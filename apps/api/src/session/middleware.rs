//! Session assignment for the generate/accept routes.
//!
//! A request that presents a valid `session` cookie passes through with that
//! id. Otherwise a fresh id is issued, handed to the handler, and set as a
//! cookie on the response.

use axum::{
    extract::{Request, State},
    http::{header, HeaderMap, HeaderValue},
    middleware::Next,
    response::Response,
};
use tracing::{debug, warn};

use super::SessionId;

pub const SESSION_COOKIE: &str = "session";

/// Cookie attributes for issued session ids.
#[derive(Debug, Clone)]
pub struct SessionCookieSettings {
    pub max_age_secs: u64,
    pub secure: bool,
}

/// Inserted into request extensions by `assign_session`.
#[derive(Debug, Clone)]
pub struct SessionContext {
    pub id: SessionId,
    /// True when the client sent no (valid) cookie and this id was just minted.
    pub issued: bool,
}

pub async fn assign_session(
    State(settings): State<SessionCookieSettings>,
    mut request: Request,
    next: Next,
) -> Response {
    let presented = session_from_headers(request.headers());
    let context = match presented {
        Some(id) => SessionContext { id, issued: false },
        None => {
            let id = SessionId::generate();
            debug!("Issuing new session {id}");
            SessionContext { id, issued: true }
        }
    };

    let cookie = context
        .issued
        .then(|| build_cookie(&context.id, &settings));
    request.extensions_mut().insert(context);

    let mut response = next.run(request).await;

    if let Some(cookie) = cookie {
        match HeaderValue::from_str(&cookie) {
            Ok(value) => {
                response.headers_mut().append(header::SET_COOKIE, value);
            }
            Err(e) => warn!("Failed to encode session cookie: {e}"),
        }
    }
    response
}

/// Finds the `session` cookie across every `Cookie` header. Values that are
/// not valid session ids are ignored.
pub fn session_from_headers(headers: &HeaderMap) -> Option<SessionId> {
    headers
        .get_all(header::COOKIE)
        .iter()
        .filter_map(|value| value.to_str().ok())
        .flat_map(|value| value.split(';'))
        .filter_map(|pair| pair.trim().split_once('='))
        .find(|(name, _)| *name == SESSION_COOKIE)
        .and_then(|(_, value)| SessionId::parse(value.trim().trim_matches('"')))
}

fn build_cookie(id: &SessionId, settings: &SessionCookieSettings) -> String {
    let mut cookie = format!(
        "{SESSION_COOKIE}={id}; Path=/; Max-Age={}; HttpOnly; SameSite=Lax",
        settings.max_age_secs
    );
    if settings.secure {
        cookie.push_str("; Secure");
    }
    cookie
}

#[cfg(test)]
mod tests {
    use super::*;
    use axum::{
        body::Body, http::Request as HttpRequest, middleware, routing::get, Extension, Router,
    };
    use tower::ServiceExt;

    fn settings(secure: bool) -> SessionCookieSettings {
        SessionCookieSettings {
            max_age_secs: 3600,
            secure,
        }
    }

    fn app(secure: bool) -> Router {
        Router::new()
            .route(
                "/probe",
                get(|Extension(ctx): Extension<SessionContext>| async move {
                    format!("{}:{}", ctx.id, ctx.issued)
                }),
            )
            .layer(middleware::from_fn_with_state(settings(secure), assign_session))
    }

    #[test]
    fn test_cookie_lookup_across_headers() {
        let mut headers = HeaderMap::new();
        headers.append(header::COOKIE, HeaderValue::from_static("theme=dark"));
        headers.append(
            header::COOKIE,
            HeaderValue::from_static("lang=en; session=abc-123"),
        );
        assert_eq!(
            session_from_headers(&headers).map(|id| id.to_string()),
            Some("abc-123".to_string())
        );
    }

    #[test]
    fn test_invalid_cookie_value_is_ignored() {
        let mut headers = HeaderMap::new();
        headers.insert(
            header::COOKIE,
            HeaderValue::from_static("session=../../tmp/x"),
        );
        assert!(session_from_headers(&headers).is_none());
    }

    #[test]
    fn test_cookie_attributes() {
        let id = SessionId::parse("tok").unwrap();
        assert_eq!(
            build_cookie(&id, &settings(false)),
            "session=tok; Path=/; Max-Age=3600; HttpOnly; SameSite=Lax"
        );
        assert!(build_cookie(&id, &settings(true)).ends_with("; Secure"));
    }

    #[tokio::test]
    async fn test_issues_cookie_when_absent() {
        let response = app(false)
            .oneshot(HttpRequest::get("/probe").body(Body::empty()).unwrap())
            .await
            .unwrap();

        let set_cookie = response
            .headers()
            .get(header::SET_COOKIE)
            .expect("cookie issued")
            .to_str()
            .unwrap()
            .to_string();
        assert!(set_cookie.starts_with("session="));
        assert!(set_cookie.contains("HttpOnly"));
        assert!(set_cookie.contains("SameSite=Lax"));
        assert!(!set_cookie.contains("Secure"));

        let body = axum::body::to_bytes(response.into_body(), usize::MAX)
            .await
            .unwrap();
        let body = String::from_utf8(body.to_vec()).unwrap();
        assert!(body.ends_with(":true"));
        let issued_id = body.trim_end_matches(":true");
        assert!(set_cookie.starts_with(&format!("session={issued_id};")));
    }

    #[tokio::test]
    async fn test_passes_existing_cookie_through() {
        let response = app(true)
            .oneshot(
                HttpRequest::get("/probe")
                    .header(header::COOKIE, "session=existing-token")
                    .body(Body::empty())
                    .unwrap(),
            )
            .await
            .unwrap();

        assert!(response.headers().get(header::SET_COOKIE).is_none());
        let body = axum::body::to_bytes(response.into_body(), usize::MAX)
            .await
            .unwrap();
        assert_eq!(&body[..], b"existing-token:false");
    }

    #[tokio::test]
    async fn test_secure_flag_in_production() {
        let response = app(true)
            .oneshot(HttpRequest::get("/probe").body(Body::empty()).unwrap())
            .await
            .unwrap();
        let set_cookie = response.headers()[header::SET_COOKIE].to_str().unwrap();
        assert!(set_cookie.ends_with("; Secure"));
    }
}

- - - - - - -

== What the task asks ==
What is needed here is the full listing, restated word for word.

== Written answer ==
filename apps/api/src/session/middleware.rs
//! Session assignment for the generate/accept routes.
//!
//! A request that presents a valid `session` cookie passes through with that
//! id. Otherwise a fresh id is issued, handed to the handler, and set as a
//! cookie on the response.

use axum::{
    extract::{Request, State},
    http::{header, HeaderMap, HeaderValue},
    middleware::Next,
    response::Response,
};
use tracing::{debug, warn};

use super::SessionId;

pub const SESSION_COOKIE: &str = "session";

/// Cookie attributes for issued session ids.
#[derive(Debug, Clone)]
pub struct SessionCookieSettings {
    pub max_age_secs: u64,
    pub secure: bool,
}

/// Inserted into request extensions by `assign_session`.
#[derive(Debug, Clone)]
pub struct SessionContext {
    pub id: SessionId,
    /// True when the client sent no (valid) cookie and this id was just minted.
    pub issued: bool,
}

pub async fn assign_session(
    State(settings): State<SessionCookieSettings>,
    mut request: Request,
    next: Next,
) -> Response {
    let presented = session_from_headers(request.headers());
    let context = match presented {
        Some(id) => SessionContext { id, issued: false },
        None => {
            let id = SessionId::generate();
            debug!("Issuing new session {id}");
            SessionContext { id, issued: true }
        }
    };

    let cookie = context
        .issued
        .then(|| build_cookie(&context.id, &settings));
    request.extensions_mut().insert(context);

    let mut response = next.run(request).await;

    if let Some(cookie) = cookie {
        match HeaderValue::from_str(&cookie) {
            Ok(value) => {
                response.headers_mut().append(header::SET_COOKIE, value);
            }
            Err(e) => warn!("Failed to encode session cookie: {e}"),
        }
    }
    response
}

/// Finds the `session` cookie across every `Cookie` header. Values that are
/// not valid session ids are ignored.
pub fn session_from_headers(headers: &HeaderMap) -> Option<SessionId> {
    headers
        .get_all(header::COOKIE)
        .iter()
        .filter_map(|value| value.to_str().ok())
        .flat_map(|value| value.split(';'))
        .filter_map(|pair| pair.trim().split_once('='))
        .find(|(name, _)| *name == SESSION_COOKIE)
        .and_then(|(_, value)| SessionId::parse(value.trim().trim_matches('"')))
}

fn build_cookie(id: &SessionId, settings: &SessionCookieSettings) -> String {
    let mut cookie = format!(
        "{SESSION_COOKIE}={id}; Path=/; Max-Age={}; HttpOnly; SameSite=Lax",
        settings.max_age_secs
    );
    if settings.secure {
        cookie.push_str("; Secure");
    }
    cookie
}

#[cfg(test)]
mod tests {
    use super::*;
    use axum::{
        body::Body, http::Request as HttpRequest, middleware, routing::get, Extension, Router,
    };
    use tower::ServiceExt;

    fn settings(secure: bool) -> SessionCookieSettings {
        SessionCookieSettings {
            max_age_secs: 3600,
            secure,
        }
    }

    fn app(secure: bool) -> Router {
        Router::new()
            .route(
                "/probe",
                get(|Extension(ctx): Extension<SessionContext>| async move {
                    format!("{}:{}", ctx.id, ctx.issued)
                }),
            )
            .layer(middleware::from_fn_with_state(settings(secure), assign_session))
    }

    #[test]
    fn test_cookie_lookup_across_headers() {
        let mut headers = HeaderMap::new();
        headers.append(header::COOKIE, HeaderValue::from_static("theme=dark"));
        headers.append(
            header::COOKIE,
            HeaderValue::from_static("lang=en; session=abc-123"),
        );
        assert_eq!(
            session_from_headers(&headers).map(|id| id.to_string()),
            Some("abc-123".to_string())
        );
    }

    #[test]
    fn test_invalid_cookie_value_is_ignored() {
        let mut headers = HeaderMap::new();
        headers.insert(
            header::COOKIE,
            HeaderValue::from_static("session=../../tmp/x"),
        );
        assert!(session_from_headers(&headers).is_none());
    }

    #[test]
    fn test_cookie_attributes() {
        let id = SessionId::parse("tok").unwrap();
        assert_eq!(
            build_cookie(&id, &settings(false)),
            "session=tok; Path=/; Max-Age=3600; HttpOnly; SameSite=Lax"
        );
        assert!(build_cookie(&id, &settings(true)).ends_with("; Secure"));
    }

    #[tokio::test]
    async fn test_issues_cookie_when_absent() {
        let response = app(false)
            .oneshot(HttpRequest::get("/probe").body(Body::empty()).unwrap())
            .await
            .unwrap();

        let set_cookie = response
            .headers()
            .get(header::SET_COOKIE)
            .expect("cookie issued")
            .to_str()
            .unwrap()
            .to_string();
        assert!(set_cookie.starts_with("session="));
        assert!(set_cookie.contains("HttpOnly"));
        assert!(set_cookie.contains("SameSite=Lax"));
        assert!(!set_cookie.contains("Secure"));

        let body = axum::body::to_bytes(response.into_body(), usize::MAX)
            .await
            .unwrap();
        let body = String::from_utf8(body.to_vec()).unwrap();
        assert!(body.ends_with(":true"));
        let issued_id = body.trim_end_matches(":true");
        assert!(set_cookie.starts_with(&format!("session={issued_id};")));
    }

    #[tokio::test]
    async fn test_passes_existing_cookie_through() {
        let response = app(true)
            .oneshot(
                HttpRequest::get("/probe")
                    .header(header::COOKIE, "session=existing-token")
                    .body(Body::empty())
                    .unwrap(),
            )
            .await
            .unwrap();

        assert!(response.headers().get(header::SET_COOKIE).is_none());
        let body = axum::body::to_bytes(response.into_body(), usize::MAX)
            .await
            .unwrap();
        assert_eq!(&body[..], b"existing-token:false");
    }

    #[tokio::test]
    async fn test_secure_flag_in_production() {
        let response = app(true)
            .oneshot(HttpRequest::get("/probe").body(Body::empty()).unwrap())
            .await
            .unwrap();
        let set_cookie = response.headers()[header::SET_COOKIE].to_str().unwrap();
        assert!(set_cookie.ends_with("; Secure"));
    }
}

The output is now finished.